Game Mechani(sm) of the Week #34: Narrative Sharing

The GM sets the scene and tells the story, the players simply enact the actions of their characters within that story.

That's the way traditional gaming is played out.

You go to a convention, and you pay money for a GM to weave a story for you. It's almost like paying to gpo and see a movie, axcept that you can manipulate the story toward one of a few defined conclusions that the GM has prepared.

You play around a table with friends, one takes on the responsibility of setting up the stories, while everyone else creates caharacters to take part in those stories. Sometimes the group has an adversarial relationship with their GM, working to subvert the stories; other times it's cooperative.

But games need not always be like this.

I've alluded to cooperative storytelling in quite a few of my posts, but checking back through the weekly game mechani(sm)s I don't think I've actually brought up the notion as a specific topic. It's something that has really helped to define the new generation of roleplaying games (particularly those designated as "Story Games" and many games belonging to the Forge diaspora).

Sharing the narrative responsibilities isn't a comfortable idea for a lot of people who are happy to "sit back and be entertained". Yet, the other extreme is often considered just as unpalatable, a phenomenon known as "railroading".
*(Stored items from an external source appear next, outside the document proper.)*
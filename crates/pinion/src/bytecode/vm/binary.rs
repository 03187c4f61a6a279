//! Binary and unary operator dispatch.
//!
//! Integer arithmetic is 64-bit two's complement with wrap-around; `//`
//! floors toward negative infinity and `%` follows the divisor's sign;
//! `/` always produces a float; shifting by a negative count raises
//! `ValueError` and shifts clamp to the word width. Operators on class
//! instances lower to a method call on the left operand.

use num_integer::Integer;

use crate::args::CallArgs;
use crate::context::Context;
use crate::exception::{ExcType, RunResult};
use crate::expressions::{BinOp, UnaryOp};
use crate::heap::HeapData;
use crate::intern::Sym;
use crate::types::List;
use crate::value::Value;

use super::{attr, call, protocol};

fn op_symbol(op: BinOp) -> &'static str {
    match op {
        BinOp::Add => "+",
        BinOp::Sub => "-",
        BinOp::Mul => "*",
        BinOp::Div => "/",
        BinOp::FloorDiv => "//",
        BinOp::Mod => "%",
        BinOp::Pow => "**",
        BinOp::BitAnd => "&",
        BinOp::BitOr => "|",
        BinOp::BitXor => "^",
        BinOp::Shl => "<<",
        BinOp::Shr => ">>",
    }
}

fn op_dunder(op: BinOp) -> Sym {
    match op {
        BinOp::Add => Sym::Add,
        BinOp::Sub => Sym::Sub,
        BinOp::Mul => Sym::Mul,
        BinOp::Div => Sym::TrueDiv,
        BinOp::FloorDiv => Sym::FloorDiv,
        BinOp::Mod => Sym::Mod,
        BinOp::Pow => Sym::Pow,
        BinOp::BitAnd => Sym::BitAnd,
        BinOp::BitOr => Sym::BitOr,
        BinOp::BitXor => Sym::BitXor,
        BinOp::Shl => Sym::Shl,
        BinOp::Shr => Sym::Shr,
    }
}

/// Either of the operand representations arithmetic works on.
enum Num {
    Int(i64),
    Float(f64),
}

fn as_num(v: Value) -> Option<Num> {
    match v {
        Value::Bool(b) => Some(Num::Int(i64::from(b))),
        Value::Int(i) => Some(Num::Int(i)),
        Value::Float(f) => Some(Num::Float(f)),
        _ => None,
    }
}

pub(super) fn binary_op(ctx: &mut Context, op: BinOp, lhs: Value, rhs: Value) -> RunResult<Value> {
    // Instances dispatch to the well-known method on the left operand.
    if is_instance(ctx, lhs) {
        return dispatch_binary(ctx, op, lhs, rhs);
    }

    if let (Some(a), Some(b)) = (as_num(lhs), as_num(rhs)) {
        return numeric_op(op, a, b);
    }

    match (lhs, rhs) {
        (Value::Ref(x), Value::Ref(y)) => {
            match (ctx.heap.get(x), ctx.heap.get(y), op) {
                (HeapData::Str(a), HeapData::Str(b), BinOp::Add) => {
                    let joined = format!("{a}{b}");
                    return ctx.alloc(HeapData::Str(joined.into_boxed_str()));
                }
                (HeapData::List(a), HeapData::List(b), BinOp::Add) => {
                    let mut items = a.items.clone();
                    items.extend(b.items.iter().copied());
                    return ctx.alloc(HeapData::List(List::new(items)));
                }
                (HeapData::Tuple(a), HeapData::Tuple(b), BinOp::Add) => {
                    let items: Box<[Value]> =
                        a.iter().chain(b.iter()).copied().collect();
                    return ctx.alloc(HeapData::Tuple(items));
                }
                _ => {}
            }
        }
        (Value::Ref(x), Value::Int(n)) | (Value::Int(n), Value::Ref(x)) => {
            if op == BinOp::Mul {
                let count = n.max(0) as usize;
                match ctx.heap.get(x) {
                    HeapData::Str(s) => {
                        let repeated = s.repeat(count);
                        return ctx.alloc(HeapData::Str(repeated.into_boxed_str()));
                    }
                    HeapData::List(list) => {
                        let mut items = Vec::with_capacity(list.items.len() * count);
                        for _ in 0..count {
                            items.extend(list.items.iter().copied());
                        }
                        return ctx.alloc(HeapData::List(List::new(items)));
                    }
                    HeapData::Tuple(tuple) => {
                        let mut items = Vec::with_capacity(tuple.len() * count);
                        for _ in 0..count {
                            items.extend(tuple.iter().copied());
                        }
                        return ctx.alloc(HeapData::Tuple(items.into_boxed_slice()));
                    }
                    _ => {}
                }
            }
        }
        _ => {}
    }

    Err(ExcType::type_error_unsupported_operand(
        op_symbol(op),
        &lhs.type_name(&ctx.heap),
        &rhs.type_name(&ctx.heap),
    ))
}

fn is_instance(ctx: &Context, v: Value) -> bool {
    matches!(v, Value::Ref(id) if matches!(ctx.heap.get(id), HeapData::Instance(_)))
}

fn dispatch_binary(ctx: &mut Context, op: BinOp, lhs: Value, rhs: Value) -> RunResult<Value> {
    let name = op_dunder(op).id();
    match attr::get_attr_opt(ctx, lhs, name)? {
        Some(method) => call::call_value(ctx, method, CallArgs::one(rhs)),
        None => Err(ExcType::type_error_unsupported_operand(
            op_symbol(op),
            &lhs.type_name(&ctx.heap),
            &rhs.type_name(&ctx.heap),
        )),
    }
}

fn numeric_op(op: BinOp, a: Num, b: Num) -> RunResult<Value> {
    match (a, b) {
        (Num::Int(x), Num::Int(y)) => int_op(op, x, y),
        (Num::Int(x), Num::Float(y)) => float_op(op, x as f64, y),
        (Num::Float(x), Num::Int(y)) => float_op(op, x, y as f64),
        (Num::Float(x), Num::Float(y)) => float_op(op, x, y),
    }
}

fn int_op(op: BinOp, x: i64, y: i64) -> RunResult<Value> {
    Ok(match op {
        BinOp::Add => Value::Int(x.wrapping_add(y)),
        BinOp::Sub => Value::Int(x.wrapping_sub(y)),
        BinOp::Mul => Value::Int(x.wrapping_mul(y)),
        BinOp::Div => {
            if y == 0 {
                return Err(ExcType::zero_division_error("division by zero"));
            }
            Value::Float(x as f64 / y as f64)
        }
        BinOp::FloorDiv => {
            if y == 0 {
                return Err(ExcType::zero_division_error(
                    "integer division or modulo by zero",
                ));
            }
            Value::Int(Integer::div_floor(&x, &y))
        }
        BinOp::Mod => {
            if y == 0 {
                return Err(ExcType::zero_division_error(
                    "integer division or modulo by zero",
                ));
            }
            Value::Int(Integer::mod_floor(&x, &y))
        }
        BinOp::Pow => {
            if y < 0 {
                Value::Float((x as f64).powf(y as f64))
            } else {
                Value::Int(wrapping_int_pow(x, y as u64))
            }
        }
        BinOp::BitAnd => Value::Int(x & y),
        BinOp::BitOr => Value::Int(x | y),
        BinOp::BitXor => Value::Int(x ^ y),
        BinOp::Shl => {
            let shift = shift_count(y)?;
            if shift >= 64 {
                Value::Int(0)
            } else {
                Value::Int(((x as u64) << shift) as i64)
            }
        }
        BinOp::Shr => {
            let shift = shift_count(y)?;
            if shift >= 64 {
                Value::Int(if x < 0 { -1 } else { 0 })
            } else {
                Value::Int(x >> shift)
            }
        }
    })
}

fn shift_count(y: i64) -> RunResult<u32> {
    if y < 0 {
        return Err(ExcType::value_error("negative shift count"));
    }
    Ok(y.min(64) as u32)
}

fn wrapping_int_pow(mut base: i64, mut exp: u64) -> i64 {
    let mut acc: i64 = 1;
    while exp > 0 {
        if exp & 1 == 1 {
            acc = acc.wrapping_mul(base);
        }
        base = base.wrapping_mul(base);
        exp >>= 1;
    }
    acc
}

fn float_op(op: BinOp, x: f64, y: f64) -> RunResult<Value> {
    Ok(match op {
        BinOp::Add => Value::Float(x + y),
        BinOp::Sub => Value::Float(x - y),
        BinOp::Mul => Value::Float(x * y),
        BinOp::Div => {
            if y == 0.0 {
                return Err(ExcType::zero_division_error("float division by zero"));
            }
            Value::Float(x / y)
        }
        BinOp::FloorDiv => {
            if y == 0.0 {
                return Err(ExcType::zero_division_error("float floor division by zero"));
            }
            Value::Float((x / y).floor())
        }
        BinOp::Mod => {
            if y == 0.0 {
                return Err(ExcType::zero_division_error("float modulo"));
            }
            // Result takes the divisor's sign, as for integers.
            Value::Float(x - y * (x / y).floor())
        }
        BinOp::Pow => Value::Float(x.powf(y)),
        BinOp::BitAnd | BinOp::BitOr | BinOp::BitXor | BinOp::Shl | BinOp::Shr => {
            return Err(ExcType::type_error_unsupported_operand(
                op_symbol(op),
                "float",
                "float",
            ));
        }
    })
}

pub(super) fn unary_op(ctx: &mut Context, op: UnaryOp, v: Value) -> RunResult<Value> {
    match op {
        UnaryOp::Not => {
            let truthy = protocol::py_truthy(ctx, v)?;
            Ok(Value::Bool(!truthy))
        }
        UnaryOp::Neg => match v {
            Value::Int(i) => Ok(Value::Int(i.wrapping_neg())),
            Value::Float(f) => Ok(Value::Float(-f)),
            Value::Bool(b) => Ok(Value::Int(-i64::from(b))),
            _ if is_instance(ctx, v) => {
                match attr::get_attr_opt(ctx, v, Sym::Neg.id())? {
                    Some(method) => call::call_value(ctx, method, CallArgs::empty()),
                    None => Err(unary_type_error(ctx, "-", v)),
                }
            }
            _ => Err(unary_type_error(ctx, "-", v)),
        },
        UnaryOp::Pos => match v {
            Value::Int(_) | Value::Float(_) => Ok(v),
            Value::Bool(b) => Ok(Value::Int(i64::from(b))),
            _ => Err(unary_type_error(ctx, "+", v)),
        },
        UnaryOp::Invert => match v {
            Value::Int(i) => Ok(Value::Int(!i)),
            Value::Bool(b) => Ok(Value::Int(!i64::from(b))),
            _ => Err(unary_type_error(ctx, "~", v)),
        },
    }
}

fn unary_type_error(ctx: &Context, op: &str, v: Value) -> crate::exception::RunError {
    ExcType::type_error(format!(
        "bad operand type for unary {op}: '{}'",
        v.type_name(&ctx.heap)
    ))
}
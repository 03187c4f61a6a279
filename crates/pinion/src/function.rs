//! Function records: native callables, builtin type methods, and
//! script-defined functions with their captured cells.

use std::fmt;
use std::rc::Rc;

use crate::args::CallArgs;
use crate::bytecode::FuncDef;
use crate::context::Context;
use crate::exception::RunResult;
use crate::heap::HeapId;
use crate::intern::StringId;
use crate::types::TypeMethod;
use crate::value::Value;

/// A host-provided native callable.
pub(crate) type NativeFn = Rc<dyn Fn(&mut Context, &CallArgs) -> RunResult<Value>>;

#[derive(Clone)]
pub(crate) enum FuncKind {
    /// Native function registered by the host or the builtins bootstrap.
    Native(NativeFn),
    /// A method of a builtin type; the receiver sits in `bound_self`.
    TypeMethod(TypeMethod),
    /// A script-defined function: compiled definition, captured cells,
    /// and default parameter values evaluated at definition time.
    Def {
        def: Rc<FuncDef>,
        captures: Rc<[(StringId, HeapId)]>,
        defaults: Rc<[Value]>,
    },
}

impl fmt::Debug for FuncKind {
    fn fmt(&self, f: &mut fmt::Formatter<'_>) -> fmt::Result {
        match self {
            Self::Native(_) => f.write_str("Native"),
            Self::TypeMethod(m) => write!(f, "TypeMethod({m:?})"),
            Self::Def { def, .. } => write!(f, "Def({})", def.name),
        }
    }
}

/// A function object.
#[derive(Debug, Clone)]
pub(crate) struct Func {
    pub kind: FuncKind,
    /// Receiver of a bound method.
    pub bound_self: Option<Value>,
    /// Set for functions defined in a class body; attribute access from an
    /// instance binds these to the receiver.
    pub is_method: bool,
    pub module: Rc<str>,
    pub name: Rc<str>,
}

impl Func {
    pub fn native(name: impl Into<Rc<str>>, module: impl Into<Rc<str>>, f: NativeFn) -> Self {
        Self {
            kind: FuncKind::Native(f),
            bound_self: None,
            is_method: false,
            module: module.into(),
            name: name.into(),
        }
    }

    /// A copy of this function with the receiver slot populated.
    pub fn bind(&self, receiver: Value) -> Self {
        Self {
            kind: self.kind.clone(),
            bound_self: Some(receiver),
            is_method: self.is_method,
            module: self.module.clone(),
            name: self.name.clone(),
        }
    }

    pub fn trace(&self, out: &mut Vec<HeapId>) {
        if let Some(Value::Ref(id)) = self.bound_self {
            out.push(id);
        }
        if let FuncKind::Def {
            captures, defaults, ..
        } = &self.kind
        {
            out.extend(captures.iter().map(|(_, cell)| *cell));
            for v in defaults.iter() {
                if let Value::Ref(id) = v {
                    out.push(*id);
                }
            }
        }
    }
}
But I've always run games ina collaborative manner, bouncing ideas of the actions of the characters rather than instituting specific storylines...and I've been told that my games as far better than those of a lot of other GMs. The step that causes most traditional players a levcel of trepidation is the idea that they can help shape the world around their characters, not just the actions of their characters in response to that world.

In Guerilla Television, I forced this step apon players by having a player begin a scene with a player on one side adding a sentence of description to the setting, while the player on the other side had a chance of introducing a complication into the scene. As GM, I just facilitated the events unfolding and reined in certain players when their descriptions started getting too long winded, or just didn't fit the events of previous scenes.

I also used a metagame currency to allow players to introduce scene framing elements in The Eighth Sea. The games run at Gencon last year gradually refined the notions and once the game was actually played according tothe rules I'd written, they worked well.

Yet, both of these games have definitely revcealed the fact that not all players enjoy the shared narrative reponsibilities.